— TASK TO COMPLETE —
Your answer should be every line of the entries that has the string "ConsumerSpec" in it.

(Beginning of EXTRACTED INFORMATION)

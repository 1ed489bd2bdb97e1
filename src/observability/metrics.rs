//! Thread-safe metrics collection
//!
//! Atomic counters for connection lifecycle, session caching and fault dispatch.
//! A single global collector is shared by every provider in the process.

use once_cell::sync::Lazy;
use serde::Serialize;
use std::sync::atomic::{AtomicU64, Ordering};
use std::sync::Mutex;
use std::time::{SystemTime, UNIX_EPOCH};

/// Global metrics collector instance
pub static METRICS: Lazy<MetricsCollector> = Lazy::new(MetricsCollector::new);

/// Get reference to global metrics collector
pub fn metrics() -> &'static MetricsCollector {
    &METRICS
}

/// Thread-safe metrics collector using atomics
pub struct MetricsCollector {
    // Connection lifecycle
    connection_attempts: AtomicU64,
    connections_established: AtomicU64,
    connection_failures: AtomicU64,
    validations: AtomicU64,
    validation_failures: AtomicU64,
    disconnects: AtomicU64,
    last_connection_at: AtomicU64,

    // Session cache
    sessions_created: AtomicU64,
    sessions_evicted: AtomicU64,
    session_cache_hits: AtomicU64,
    producer_cache_hits: AtomicU64,
    consumer_cache_hits: AtomicU64,

    // Unit-of-work sessions
    sessions_bound: AtomicU64,
    sessions_released: AtomicU64,

    // Fault dispatch
    faults_delivered: AtomicU64,
    faults_suppressed: AtomicU64,
    observer_failures: AtomicU64,

    provider_state: Mutex<String>,
}

impl MetricsCollector {
    pub fn new() -> Self {
        Self {
            connection_attempts: AtomicU64::new(0),
            connections_established: AtomicU64::new(0),
            connection_failures: AtomicU64::new(0),
            validations: AtomicU64::new(0),
            validation_failures: AtomicU64::new(0),
            disconnects: AtomicU64::new(0),
            last_connection_at: AtomicU64::new(0),
            sessions_created: AtomicU64::new(0),
            sessions_evicted: AtomicU64::new(0),
            session_cache_hits: AtomicU64::new(0),
            producer_cache_hits: AtomicU64::new(0),
            consumer_cache_hits: AtomicU64::new(0),
            sessions_bound: AtomicU64::new(0),
            sessions_released: AtomicU64::new(0),
            faults_delivered: AtomicU64::new(0),
            faults_suppressed: AtomicU64::new(0),
            observer_failures: AtomicU64::new(0),
            provider_state: Mutex::new("uninitialised".to_string()),
        }
    }

    // Connection lifecycle
    pub fn connection_attempt(&self) {
        self.connection_attempts.fetch_add(1, Ordering::Relaxed);
    }

    pub fn connection_established(&self) {
        self.connections_established.fetch_add(1, Ordering::Relaxed);
        self.last_connection_at
            .store(current_timestamp(), Ordering::Relaxed);
    }

    pub fn connection_failed(&self) {
        self.connection_failures.fetch_add(1, Ordering::Relaxed);
    }

    pub fn connection_validated(&self, success: bool) {
        self.validations.fetch_add(1, Ordering::Relaxed);
        if !success {
            self.validation_failures.fetch_add(1, Ordering::Relaxed);
        }
    }

    pub fn connection_disconnected(&self) {
        self.disconnects.fetch_add(1, Ordering::Relaxed);
    }

    // Session cache
    pub fn session_created(&self) {
        self.sessions_created.fetch_add(1, Ordering::Relaxed);
    }

    pub fn session_evicted(&self) {
        self.sessions_evicted.fetch_add(1, Ordering::Relaxed);
    }

    pub fn session_cache_hit(&self) {
        self.session_cache_hits.fetch_add(1, Ordering::Relaxed);
    }

    pub fn producer_cache_hit(&self) {
        self.producer_cache_hits.fetch_add(1, Ordering::Relaxed);
    }

    pub fn consumer_cache_hit(&self) {
        self.consumer_cache_hits.fetch_add(1, Ordering::Relaxed);
    }

    // Unit-of-work sessions
    pub fn session_bound(&self) {
        self.sessions_bound.fetch_add(1, Ordering::Relaxed);
    }

    pub fn session_released(&self) {
        self.sessions_released.fetch_add(1, Ordering::Relaxed);
    }

    // Fault dispatch
    pub fn fault_delivered(&self) {
        self.faults_delivered.fetch_add(1, Ordering::Relaxed);
    }

    pub fn fault_suppressed(&self) {
        self.faults_suppressed.fetch_add(1, Ordering::Relaxed);
    }

    pub fn observer_failed(&self) {
        self.observer_failures.fetch_add(1, Ordering::Relaxed);
    }

    pub fn set_provider_state(&self, state: &str) {
        if let Ok(mut current) = self.provider_state.lock() {
            if *current != state {
                *current = state.to_string();
            }
        }
    }

    /// Reset all metrics (useful for testing)
    pub fn reset(&self) {
        for counter in [
            &self.connection_attempts,
            &self.connections_established,
            &self.connection_failures,
            &self.validations,
            &self.validation_failures,
            &self.disconnects,
            &self.last_connection_at,
            &self.sessions_created,
            &self.sessions_evicted,
            &self.session_cache_hits,
            &self.producer_cache_hits,
            &self.consumer_cache_hits,
            &self.sessions_bound,
            &self.sessions_released,
            &self.faults_delivered,
            &self.faults_suppressed,
            &self.observer_failures,
        ] {
            counter.store(0, Ordering::Relaxed);
        }
        self.set_provider_state("uninitialised");
    }

    /// Get complete metrics snapshot
    pub fn get_metrics(&self) -> MetricsSnapshot {
        let provider_state = self
            .provider_state
            .lock()
            .map(|s| s.clone())
            .unwrap_or_else(|_| "unknown".to_string());

        MetricsSnapshot {
            connections: ConnectionMetrics {
                attempts: self.connection_attempts.load(Ordering::Relaxed),
                established: self.connections_established.load(Ordering::Relaxed),
                failures: self.connection_failures.load(Ordering::Relaxed),
                validations: self.validations.load(Ordering::Relaxed),
                validation_failures: self.validation_failures.load(Ordering::Relaxed),
                disconnects: self.disconnects.load(Ordering::Relaxed),
                last_connection_at: self.last_connection_at.load(Ordering::Relaxed),
                provider_state,
            },
            cache: CacheMetrics {
                sessions_created: self.sessions_created.load(Ordering::Relaxed),
                sessions_evicted: self.sessions_evicted.load(Ordering::Relaxed),
                session_hits: self.session_cache_hits.load(Ordering::Relaxed),
                producer_hits: self.producer_cache_hits.load(Ordering::Relaxed),
                consumer_hits: self.consumer_cache_hits.load(Ordering::Relaxed),
            },
            sessions: SessionMetrics {
                bound: self.sessions_bound.load(Ordering::Relaxed),
                released: self.sessions_released.load(Ordering::Relaxed),
            },
            faults: FaultMetrics {
                delivered: self.faults_delivered.load(Ordering::Relaxed),
                suppressed: self.faults_suppressed.load(Ordering::Relaxed),
                observer_failures: self.observer_failures.load(Ordering::Relaxed),
            },
            timestamp: current_timestamp(),
        }
    }
}

impl Default for MetricsCollector {
    fn default() -> Self {
        Self::new()
    }
}

#[derive(Debug, Clone, Serialize)]
pub struct MetricsSnapshot {
    pub connections: ConnectionMetrics,
    pub cache: CacheMetrics,
    pub sessions: SessionMetrics,
    pub faults: FaultMetrics,
    pub timestamp: u64,
}

#[derive(Debug, Clone, Serialize)]
pub struct ConnectionMetrics {
    pub attempts: u64,
    pub established: u64,
    pub failures: u64,
    pub validations: u64,
    pub validation_failures: u64,
    pub disconnects: u64,
    pub last_connection_at: u64,
    pub provider_state: String,
}

#[derive(Debug, Clone, Serialize)]
pub struct CacheMetrics {
    pub sessions_created: u64,
    pub sessions_evicted: u64,
    pub session_hits: u64,
    pub producer_hits: u64,
    pub consumer_hits: u64,
}

#[derive(Debug, Clone, Serialize)]
pub struct SessionMetrics {
    pub bound: u64,
    pub released: u64,
}

#[derive(Debug, Clone, Serialize)]
pub struct FaultMetrics {
    pub delivered: u64,
    pub suppressed: u64,
    pub observer_failures: u64,
}

fn current_timestamp() -> u64 {
    SystemTime::now()
        .duration_since(UNIX_EPOCH)
        .map(|d| d.as_secs())
        .unwrap_or(0)
}

#[cfg(test)]
mod tests {
    use super::*;

    #[test]
    fn test_connection_counters() {
        let collector = MetricsCollector::new();
        collector.connection_attempt();
        collector.connection_attempt();
        collector.connection_established();
        collector.connection_failed();

        let snapshot = collector.get_metrics();
        assert_eq!(snapshot.connections.attempts, 2);
        assert_eq!(snapshot.connections.established, 1);
        assert_eq!(snapshot.connections.failures, 1);
        assert!(snapshot.connections.last_connection_at > 0);
    }

    #[test]
    fn test_validation_failures_counted_separately() {
        let collector = MetricsCollector::new();
        collector.connection_validated(true);
        collector.connection_validated(false);

        let snapshot = collector.get_metrics();
        assert_eq!(snapshot.connections.validations, 2);
        assert_eq!(snapshot.connections.validation_failures, 1);
    }

    #[test]
    fn test_reset_clears_everything() {
        let collector = MetricsCollector::new();
        collector.session_created();
        collector.session_evicted();
        collector.fault_delivered();
        collector.set_provider_state("connected");

        collector.reset();
        let snapshot = collector.get_metrics();
        assert_eq!(snapshot.cache.sessions_created, 0);
        assert_eq!(snapshot.cache.sessions_evicted, 0);
        assert_eq!(snapshot.faults.delivered, 0);
        assert_eq!(snapshot.connections.provider_state, "uninitialised");
    }

    #[test]
    fn test_snapshot_serializes_to_json() {
        let collector = MetricsCollector::new();
        collector.fault_suppressed();
        let json = serde_json::to_value(collector.get_metrics()).unwrap();
        assert_eq!(json["faults"]["suppressed"], 1);
    }
}
//! brokerpool command line
//!
//! `config` validates a connector configuration; `simulate` drives the full provider
//! lifecycle against the in-memory driver and prints the resulting metrics.

use brokerpool::observability::{init_default_logging, init_logging, metrics, LogFormat};
use brokerpool::testing::MockConnectionFactory;
use brokerpool::{
    AckMode, BrokerFault, BrokerSession, ConnectionProvider, ConnectorConfig, ConsumerAckMode,
    ConsumerSpec, ContextKey, Destination, MessageConsumer, MessageProducer, ObserverResult,
    StaticFactorySource,
};
use bytes::Bytes;
use clap::{Parser, Subcommand};
use std::path::PathBuf;
use std::process;
use std::sync::atomic::{AtomicUsize, Ordering};
use std::sync::Arc;
use tracing::{error, info, warn, Level};

/// Broker connection provider tooling
#[derive(Parser)]
#[command(name = "brokerpool")]
#[command(about = "Pooled, cached broker connections and sessions")]
#[command(version)]
struct Cli {
    /// Configuration file path
    #[arg(short, long, value_name = "FILE", env = "BROKERPOOL_CONFIG")]
    config: Option<PathBuf>,

    /// Verbose logging (-v debug, -vv trace)
    #[arg(short, long, action = clap::ArgAction::Count)]
    verbose: u8,

    #[command(subcommand)]
    command: Commands,
}

#[derive(Subcommand)]
enum Commands {
    /// Validate the configuration
    Config {
        /// Print the resolved configuration with secrets redacted
        #[arg(long)]
        show: bool,
    },
    /// Run connect/use/disconnect cycles against an in-memory broker
    Simulate {
        /// Number of connect cycles
        #[arg(long, default_value_t = 2)]
        cycles: usize,

        /// Execution contexts per cycle
        #[arg(long, default_value_t = 3)]
        contexts: usize,

        /// Make the first connection attempt fail
        #[arg(long)]
        fail_first: bool,
    },
}

#[tokio::main]
async fn main() {
    let cli = Cli::parse();

    let logging = match cli.verbose {
        0 => init_default_logging(),
        1 => init_logging(Level::DEBUG, LogFormat::Compact, false),
        _ => init_logging(Level::TRACE, LogFormat::Compact, true),
    };
    if let Err(e) = logging {
        eprintln!("Failed to initialise logging: {e}");
    }

    let config = match load_configuration(&cli.config) {
        Ok(config) => config,
        Err(e) => {
            error!("Failed to load configuration: {}", e);
            process::exit(1);
        }
    };

    let result = match cli.command {
        Commands::Config { show } => handle_config_command(&config, show),
        Commands::Simulate {
            cycles,
            contexts,
            fail_first,
        } => simulate(config, cycles, contexts, fail_first).await,
    };

    if let Err(e) = result {
        error!("Command failed: {}", e);
        process::exit(1);
    }
}

fn load_configuration(
    config_path: &Option<PathBuf>,
) -> Result<ConnectorConfig, Box<dyn std::error::Error>> {
    match config_path {
        Some(path) => {
            info!("Loading configuration from: {}", path.display());
            Ok(ConnectorConfig::load_from_file(path)?)
        }
        None => {
            for candidate in ["brokerpool.toml", "config/brokerpool.toml"] {
                let path = PathBuf::from(candidate);
                if path.exists() {
                    info!("Loading configuration from: {}", path.display());
                    return Ok(ConnectorConfig::load_from_file(&path)?);
                }
            }
            info!("No configuration file found, using defaults");
            Ok(ConnectorConfig::default())
        }
    }
}

fn handle_config_command(
    config: &ConnectorConfig,
    show: bool,
) -> Result<(), Box<dyn std::error::Error>> {
    config.validate()?;
    if show {
        println!("{}", toml::to_string_pretty(&config.redacted())?);
    }
    info!("Configuration validation complete");
    Ok(())
}

async fn simulate(
    config: ConnectorConfig,
    cycles: usize,
    contexts: usize,
    fail_first: bool,
) -> Result<(), Box<dyn std::error::Error>> {
    let factory = Arc::new(MockConnectionFactory::named("simulated-broker"));
    if fail_first {
        factory.fail_next_creates(1);
    }

    let provider = ConnectionProvider::new(
        config,
        Arc::new(StaticFactorySource::new(factory.clone())),
    );
    provider.initialise().await?;
    info!(
        cached = provider.is_cache_enabled(),
        dialect = %provider.protocol_version(),
        "Simulation starting"
    );

    let observed = Arc::new(AtomicUsize::new(0));

    for cycle in 0..cycles {
        let connection = match provider.connect().await {
            Ok(connection) => connection,
            Err(e) if e.is_retryable() => {
                warn!(error = %e, "Connect failed, retrying once");
                provider.connect().await?
            }
            Err(e) => return Err(e.into()),
        };

        let counter = observed.clone();
        connection.register_fault_observer(Arc::new(move |fault: &BrokerFault| -> ObserverResult {
            counter.fetch_add(1, Ordering::SeqCst);
            info!(fault = %fault, "Fault observed");
            Ok(())
        }));

        let validation = provider.validate(&connection).await;

        for flow in 0..contexts {
            let context = ContextKey::new(format!("cycle-{cycle}-flow-{flow}"));
            let transacted = flow % 2 == 1;
            let session = connection.session(&context, transacted, AckMode::Auto).await?;
            let producer = connection
                .create_producer(session.as_ref(), &Destination::queue("simulated.orders"))
                .await?;
            producer
                .send(Bytes::from(format!("order {cycle}/{flow}")))
                .await?;
            producer.close().await?;
            if transacted {
                session.commit().await?;
            }
            connection.release_session(&context).await;
        }

        let inbox = ContextKey::new(format!("cycle-{cycle}-inbox"));
        let session = connection
            .consumer_session(&inbox, ConsumerAckMode::Manual)
            .await?;
        let consumer = connection
            .create_consumer(
                session.as_ref(),
                &ConsumerSpec::new(Destination::queue("simulated.replies")),
            )
            .await?;
        if let Some(reply) = consumer.receive_no_wait().await? {
            info!(bytes = reply.len(), "Reply received");
        }
        connection.release_session(&inbox).await;

        factory.emit_fault(&BrokerFault::new("simulated network blip").with_code("SIM-1"));
        provider.disconnect(connection).await?;
        // suppressed: nobody is connected any more
        factory.emit_fault(&BrokerFault::new("late fault after disconnect"));

        info!(
            cycle,
            validated = validation.is_success(),
            faults_observed = observed.load(Ordering::SeqCst),
            "Cycle complete"
        );
    }

    provider.dispose().await;
    println!("{}", serde_json::to_string_pretty(&metrics().get_metrics())?);
    Ok(())
}
//! Per-context session binding

pub mod manager;

pub use manager::{ContextKey, SessionManager};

(End of EXTRACTED INFORMATION)

— EXERCISE ANSWER —
    ConsumerSpec, ContextKey, Destination, MessageConsumer, MessageProducer, ObserverResult,
                &ConsumerSpec::new(Destination::queue("simulated.replies")),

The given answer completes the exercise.